A cobertura nacional e internacional da violência eleitoral no México concentrou-se principalmente no possível envolvimento dos cartéis de drogas ou grupos do crime organizado na perpetração da violência. O governo mexicano, incluindo López Obrador, referiu-se repetidamente ao "crime organizado" como o principal culpado da instabilidade e do medo que caracterizaram essas eleições.
Na verdade, como mostram estudos recentes, o crime organizado tem incentivos para usar a violência durante os processos eleitorais, especialmente no nível municipal, onde podem garantir o acesso a recursos públicos, negócios lícitos e ilícitos e a proteção das forças armadas. Além disso, como vários analistas apontam, o maior "incentivo para matar" desses grupos é o fato de que enfrentam pouca ou nenhuma consequência pelo uso da violência, já que cerca de 90% dos assassinatos ficam impunes.
O maior "incentivo para matar" desses grupos é o fato de que enfrentam pouca ou nenhuma consequência pelo uso da violência, já que cerca de 90% dos assassinatos ficam impune
No entanto, uma narrativa que foca exclusivamente ou principalmente no crime organizado é problemática em vários aspectos. Em primeiro lugar, a maioria desses crimes não é reportada ou faz parte de investigações em andamento e inconclusivas. Portanto, ainda não existem evidências empíricas ou judiciais que possam demonstrar de forma efetiva a participação direta desses grupos nesses atos de intimidação e violência. Nesse sentido, a participação dessas organizações criminosas nesses atos é baseada em especulação ou "evidências" supostamente deixadas pelos próprios perpetradores. Por exemplo, faixas ou notas escritas coladas no corpo da vítima ou o "estilo" do assassinato (tiros múltiplos ou tiros na cabeça) são frequentemente vistos como evidências de assassinatos por crime organizado.

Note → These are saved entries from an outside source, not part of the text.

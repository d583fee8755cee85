//! Kanwu CLI library
//!
//! Command-line front end for the kanwu alignment core: reads an original
//! and a revised document, aligns them sentence by sentence, and renders
//! the resulting errata table.

pub mod commands;
pub mod error;
pub mod input;
pub mod output;

pub use error::{CliError, CliResult};
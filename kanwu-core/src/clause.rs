//! Clause splitting and greedy clause alignment
//!
//! A matched sentence pair is broken into clauses on configurable
//! delimiters, then realigned by similarity. Alignment is greedy in
//! A-order with no backtracking: each original clause takes the best
//! unused revised clause whose score strictly exceeds the clause
//! threshold, and originals with no qualifying partner are dropped. This
//! first-match-wins pass is a deliberate quality/runtime tradeoff, not
//! optimal bipartite matching.

use crate::config::AlignmentOptions;
use crate::similarity::SimilarityScorer;
use crate::tokenizer::Tokenizer;

/// Two clauses drawn from one matched sentence pair
#[derive(Debug, Clone, PartialEq, Eq)]
#[cfg_attr(feature = "serde", derive(serde::Serialize, serde::Deserialize))]
pub struct ClausePair {
    /// Clause from the original sentence
    pub clause_a: String,
    /// Clause from the revised sentence
    pub clause_b: String,
}

/// Split `sentence` into meaningful clauses on any of `delimiters`
///
/// Delimiter characters are not retained. A clause is meaningful when it
/// is non-empty after trimming and still carries at least one
/// alphanumeric (incl. CJK) char once punctuation is stripped.
pub fn split_clauses(sentence: &str, delimiters: &[char]) -> Vec<String> {
    sentence
        .split(|c: char| delimiters.contains(&c))
        .map(str::trim)
        .filter(|clause| is_meaningful(clause))
        .map(str::to_string)
        .collect()
}

fn is_meaningful(clause: &str) -> bool {
    clause.chars().any(|c| c.is_alphanumeric())
}

/// Greedily pair the clauses of a matched sentence pair
///
/// Scoring uses word unigrams when a tokenizer is supplied, character
/// bigrams otherwise.
pub fn align_clauses(
    clauses_a: &[String],
    clauses_b: &[String],
    options: &AlignmentOptions,
    tokenizer: Option<&dyn Tokenizer>,
) -> Vec<ClausePair> {
    let scorer = match tokenizer {
        Some(t) => SimilarityScorer::word_level(1, options.remove_inner_whitespace, t),
        None => SimilarityScorer::char_level(2, options.remove_inner_whitespace),
    };
    let mut used = vec![false; clauses_b.len()];
    let mut pairs = Vec::new();
    for clause_a in clauses_a {
        let mut best: Option<(usize, f64)> = None;
        for (k, clause_b) in clauses_b.iter().enumerate() {
            if used[k] {
                continue;
            }
            let score = scorer.score(clause_a, clause_b);
            if score <= options.clause_similarity_threshold {
                continue;
            }
            if best.map_or(true, |(_, s)| score > s) {
                best = Some((k, score));
            }
        }
        if let Some((k, _)) = best {
            used[k] = true;
            pairs.push(ClausePair {
                clause_a: clause_a.clone(),
                clause_b: clauses_b[k].clone(),
            });
        }
        // no qualifying partner: the clause is dropped, by design
    }
    pairs
}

Igualmente importante é o fato de que uma narrativa que foca em grupos armados organizados esconde o fato de que vários desses grupos agem com a proteção ou participação ativa das autoridades e encarregados da aplicação da lei. Em outras palavras, essa narrativa falha em reconhecer que as conexões entre atores políticos e grupos criminosos são muito confusas ou "fluidas", tornando a dicotomia entre atores armados legais e ilegais analiticamente inadequado. Além disso, a evidência histórica indica que o conluio entre atores políticos e criminosos não é novo no México e que assassinatos extralegais, tanto hoje como no passado, podem ser perpetrados diretamente por atores estatais, principalmente por policiais nos níveis municipal e local.

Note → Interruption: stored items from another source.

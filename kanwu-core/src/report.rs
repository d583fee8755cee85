//! CSV encoding of the errata table
//!
//! The one output format referenced by callers: a header row followed by
//! one row per replacement with the wrong token, the correction, the
//! original clause, and the char lengths of both tokens. Fields containing
//! a comma, quote, or newline are wrapped in double quotes with internal
//! quotes doubled.

use crate::extract::WordReplacement;

const HEADER: &str = "wrong,correct,clause,wrong_len,correct_len";

/// Render replacements as CSV text
pub fn replacements_to_csv(replacements: &[WordReplacement]) -> String {
    let mut out = String::from(HEADER);
    out.push('\n');
    for replacement in replacements {
        out.push_str(&csv_field(&replacement.wrong));
        out.push(',');
        out.push_str(&csv_field(&replacement.correct));
        out.push(',');
        out.push_str(&csv_field(&replacement.clause));
        out.push(',');
        out.push_str(&replacement.wrong.chars().count().to_string());
        out.push(',');
        out.push_str(&replacement.correct.chars().count().to_string());
        out.push('\n');
    }
    out
}

fn csv_field(value: &str) -> String {
    if value.contains(',') || value.contains('"') || value.contains('\n') {
        format!("\"{}\"", value.replace('"', "\"\""))
    } else {
        value.to_string()
    }
}

#[cfg(test)]
mod tests {
    use super::*;

    fn replacement(wrong: &str, correct: &str, clause: &str) -> WordReplacement {
        WordReplacement {
            wrong: wrong.into(),
            correct: correct.into(),
            clause: clause.into(),
        }
    }

    #[test]
    fn header_only_for_empty_input() {
        assert_eq!(replacements_to_csv(&[]), format!("{HEADER}\n"));
    }

    #[test]
    fn plain_rows_are_unquoted() {
        let csv = replacements_to_csv(&[replacement("五伯", "五百", "他去了五伯家")]);
        assert_eq!(
            csv,
            format!("{HEADER}\n五伯,五百,他去了五伯家,2,2\n")
        );
    }

    #[test]
    fn lengths_count_chars_not_bytes() {
        let csv = replacements_to_csv(&[replacement("伯", "百", "五伯家")]);
        assert!(csv.ends_with("伯,百,五伯家,1,1\n"));
    }

    #[test]
    fn fields_with_commas_are_quoted() {
        let csv = replacements_to_csv(&[replacement("a,b", "c", "x,y")]);
        assert!(csv.contains("\"a,b\",c,\"x,y\""));
    }

    #[test]
    fn embedded_quotes_are_doubled() {
        let csv = replacements_to_csv(&[replacement("a\"b", "c", "d")]);
        assert!(csv.contains("\"a\"\"b\",c,d"));
    }

    #[test]
    fn embedded_newlines_are_quoted() {
        let csv = replacements_to_csv(&[replacement("a", "b", "x\ny")]);
        assert!(csv.contains("a,b,\"x\ny\""));
    }
}
async fn collect_public_ips(
    client: &OciClient,
    compartment: &Compartment,
    report: &mut OrphanReport,
) -> Result<()> {
    for ip in client.list_public_ips(&compartment.id).await? {
        report.public_ips.push(PublicIpUsage {
            compartment: compartment.name.clone(),
            ip_address: display_or_na(ip.ip_address.as_deref()),
            assigned_entity_id: ip.assigned_entity_id,
            state: ip.lifecycle_state.unwrap_or_default(),
            created: format_time(ip.time_created.as_deref()),
        });
    }
    Ok(())
}

async fn collect_gateways(
    client: &OciClient,
    compartment: &Compartment,
    report: &mut OrphanReport,
) -> Result<()> {
    let drgs = client.list_drgs(&compartment.id).await?;
    let ipsec = client.list_ipsec_connections(&compartment.id).await?;

    let tagged = drgs
        .into_iter()
        .map(|g| (GatewayKind::Drg, g))
        .chain(ipsec.into_iter().map(|g| (GatewayKind::IpSecConnection, g)));

    for (kind, gateway) in tagged {
        let state = gateway.lifecycle_state.clone().unwrap_or_default();
        if !checks::is_inactive_gateway(&state) {
            continue;
        }
        report.gateways.push(InactiveGateway {
            compartment: compartment.name.clone(),
            name: display_or_na(gateway.display_name.as_deref()),
            kind,
            state,
            created: format_time(gateway.time_created.as_deref()),
        });
    }
    Ok(())
}

#[cfg(test)]
mod tests {
    use super::*;

    fn assert_width<T: ToRow>(record: &T) {
        assert_eq!(record.to_row().len(), T::HEADERS.len());
    }

    #[test]
    fn test_row_widths_match_headers() {
        assert_width(&UnattachedVolume::default());
        assert_width(&OrphanedInstance::default());
        assert_width(&StorageUsage::default());
        assert_width(&UnattachedVnic::default());
        assert_width(&OrphanedLoadBalancer::default());
        assert_width(&PublicIpUsage::default());
        assert_width(&InactiveGateway::default());
    }

    #[test]
    fn test_every_sheet_ends_with_remarks() {
        let report = OrphanReport::default();
        for table in report.to_tables().unwrap() {
            assert_eq!(table.headers.last().map(String::as_str), Some("Remarks"));
        }
    }

    #[test]
    fn test_public_ip_assignment() {
        let unassigned = PublicIpUsage {
            ip_address: "203.0.113.10".into(),
            ..Default::default()
        };
        let row = unassigned.to_row();
        assert_eq!(row[2], Cell::from("Unassigned"));
        assert_eq!(row[5], Cell::from("Unused"));

        let assigned = PublicIpUsage {
            assigned_entity_id: Some("ocid1.privateip.oc1..p".into()),
            ..unassigned
        };
        let row = assigned.to_row();
        assert_eq!(row[2], Cell::from("ocid1.privateip.oc1..p"));
        assert_eq!(row[5], Cell::from("In Use"));
    }

    #[test]
    fn test_storage_size_cells() {
        let fs = StorageUsage {
            kind: StorageKind::FileStorage,
            ..Default::default()
        };
        let row = fs.to_row();
        assert_eq!(row[2], Cell::from("File Storage"));
        assert_eq!(row[3], Cell::from("N/A"));

        let bucket = StorageUsage {
            size_gb: Some(2.5),
            ..Default::default()
        };
        assert_eq!(bucket.to_row()[3], Cell::Float(2.5));
    }

    #[test]
    fn test_gateway_type_labels() {
        let vpn = InactiveGateway {
            kind: GatewayKind::IpSecConnection,
            ..Default::default()
        };
        assert_eq!(vpn.to_row()[2], Cell::from("IPSec Connection"));
        assert_eq!(InactiveGateway::default().to_row()[2], Cell::from("DRG"));
    }
}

Uma narrativa que atribui toda a violência eleitoral ao crime organizado também deixa de levar em conta a multiplicidade de atores que exercem violência no México contemporâneo, de sindicatos e agentes do poder local a tropas de linchamento. À semelhança das organizações criminosas, estes diferentes grupos viram nestas eleições uma oportunidade para promover seus interesses políticos, garantir o acesso aos recursos económicos ou exercer o controle social a nível local.
Os sindicatos, por exemplo, antigos e novos, formados por pessoas do setor de transporte e construção, viram nesta eleição e seus resultados uma oportunidade para fechar contratos de projetos de infraestrutura pública.

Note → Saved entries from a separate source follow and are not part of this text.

impl DiscoveryReport {
    /// Total resources per selected kind, in sheet order.
    pub fn resource_counts(&self) -> Vec<(ResourceKind, usize)> {
        self.kinds
            .iter()
            .map(|kind| {
                let count = self
                    .compartments
                    .iter()
                    .map(|c| c.resources.get(kind).map_or(0, Vec::len))
                    .sum();
                (*kind, count)
            })
            .collect()
    }

    /// Finding counts per kind, skipping kinds without findings.
    pub fn findings_by_type(&self) -> Vec<(ResourceKind, usize)> {
        let mut counts: BTreeMap<ResourceKind, usize> = BTreeMap::new();
        for finding in self.compartments.iter().flat_map(|c| &c.findings) {
            *counts.entry(finding.kind).or_default() += 1;
        }
        counts.into_iter().collect()
    }

    pub fn finding_count(&self) -> usize {
        self.compartments.iter().map(|c| c.findings.len()).sum()
    }

    /// Document written to `oci_resources.json`.
    pub fn to_json(&self) -> Value {
        let mut resources = serde_json::Map::new();
        let mut findings = serde_json::Map::new();

        for scan in &self.compartments {
            let by_kind = resources
                .entry(scan.name.clone())
                .or_insert_with(|| json!({}));
            if let Value::Object(by_kind) = by_kind {
                for (kind, items) in &scan.resources {
                    let entry = by_kind
                        .entry(kind.label().to_string())
                        .or_insert_with(|| json!([]));
                    if let Value::Array(list) = entry {
                        list.extend(items.iter().map(|i| json!(i)));
                    }
                }
            }

            let messages = findings
                .entry(scan.name.clone())
                .or_insert_with(|| json!([]));
            if let Value::Array(list) = messages {
                list.extend(scan.findings.iter().map(|f| json!(f.message)));
            }
        }

        let mut doc = json!({ "resources": resources, "findings": findings });
        if let Some(advisor) = &self.advisor {
            doc["cloud_advisor_recommendations"] = advisor
                .iter()
                .map(|r| {
                    json!({
                        "Name": r.name,
                        "Recommendation": r.description.as_deref().unwrap_or("No description available"),
                    })
                })
                .collect();
        }
        if let Some(problems) = &self.cloud_guard {
            doc["cloud_guard_findings"] = problems
                .iter()
                .map(|p| json!({ "Name": p.resource_name, "Description": p.label_text() }))
                .collect();
        }
        doc
    }

    /// Per-kind totals written to `oci_resource_summary.json`.
    pub fn summary_json(&self) -> Value {
        let summary: serde_json::Map<String, Value> = self
            .resource_counts()
            .into_iter()
            .map(|(kind, count)| (kind.label().to_string(), json!(count)))
            .collect();
        Value::Object(summary)
    }

    /// Compute instances as written to `compute_instances.csv`.
    pub fn compute_table(&self) -> Result<Table> {
        let mut table = Table::new("Compute Instances", &["Compartment", "Name", "ID"]);
        for scan in &self.compartments {
            for instance in scan.resources.get(&ResourceKind::Compute).into_iter().flatten() {
                table.push_row(instance.row(ResourceKind::Compute, &scan.name))?;
            }
        }
        Ok(table)
    }

    pub fn to_tables(&self) -> Result<Vec<Table>> {
        let mut tables = Vec::new();

        let mut summary = Table::new("Findings Summary", &["Compartment", "Issue", "Recommendation"])
            .with_highlight(1);
        for scan in &self.compartments {
            for finding in &scan.findings {
                summary.push_row(vec![
                    Cell::from(&scan.name),
                    Cell::from(&finding.message),
                    Cell::from(RECOMMENDATION),
                ])?;
            }
        }
        tables.push(summary);

        let mut by_type = Table::new("Findings by Type", &["Resource Type", "Number of Issues"])
            .with_chart(
                ChartSpec::new(ChartKind::Column, "Findings by Resource Type", (1, 3))
                    .with_axes("Resource Type", "Number of Issues"),
            );
        for (kind, count) in self.findings_by_type() {
            by_type.push_row(vec![Cell::from(kind.label()), Cell::from(count)])?;
        }
        tables.push(by_type);

        if let Some(advisor) = &self.advisor {
            let mut sheet = Table::new("Cloud Advisor", &["Name", "Recommendation"]);
            if advisor.is_empty() {
                sheet.push_message("No Cloud Advisor recommendations found.");
            }
            for r in advisor {
                sheet.push_row(vec![
                    Cell::from(&r.name),
                    Cell::from(r.description.as_deref().unwrap_or("No description available")),
                ])?;
            }
            tables.push(sheet);
        }

        if let Some(problems) = &self.cloud_guard {
            let mut sheet = Table::new("Cloud Guard", &["Resource Name", "Description"]);
            if problems.is_empty() {
                sheet.push_message("No Cloud Guard findings found.");
            }
            for p in problems {
                sheet.push_row(vec![Cell::opt(p.resource_name.clone()), Cell::from(p.label_text())])?;
            }
            tables.push(sheet);
        }

        for kind in &self.kinds {
            let mut sheet = Table::new(kind.label(), kind.headers());
            for scan in &self.compartments {
                for item in scan.resources.get(kind).into_iter().flatten() {
                    sheet.push_row(item.row(*kind, &scan.name))?;
                }
            }
            tables.push(sheet);
        }

        let mut visual = Table::new("Visualizations", &["Resource Type", "Count"])
            .with_chart(ChartSpec::new(ChartKind::Pie, "Resource Distribution", (1, 3)))
            .with_chart(
                ChartSpec::new(ChartKind::Column, "Resource Counts", (19, 3))
                    .with_axes("Resource Type", "Count"),
            );
        for (kind, count) in self.resource_counts() {
            visual.push_row(vec![Cell::from(kind.label()), Cell::from(count)])?;
        }
        tables.push(visual);

        Ok(tables)
    }
}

Um caso ilustrativo ocorreu em março de 2021, em Ecatepec, Estado de México. Integrantes do Sindicato Libertad – que representa pessoas do setor de transportes, mas também camelôs e catadores de lixo – agrediram um grupo de pessoas que reclamava da falta de água no município e exigia que as autoridades parassem de distribuir a água por meio de tubos controlados por esse sindicato. Os manifestantes eram partidários do partido Morena, enquanto os agressores seriam partidários do líder sindical, um candidato a deputado local por um partido rival. Este sindicato e outros sindicatos semelhantes com presença em estados como Guerrero, Veracruz e Puebla, tendem a ter conexões profundas e duradouras com agentes do poder local – comumente conhecidos como caciques – bem como com empresários e famílias influentes.
Os "caciques" locais, que podem ou não ter ligações com o crime organizado e que muitas vezes pertencem a famílias dominantes na política, sindicatos e negócios locais há décadas, são as autoridades de facto em vários dos municípios que tiveram eleições. Atos de intimidação e violência, como extorsão, sequestro e assassinato, provavelmente não ocorrerão sem sua aprovação ou mesmo sua participação ativa.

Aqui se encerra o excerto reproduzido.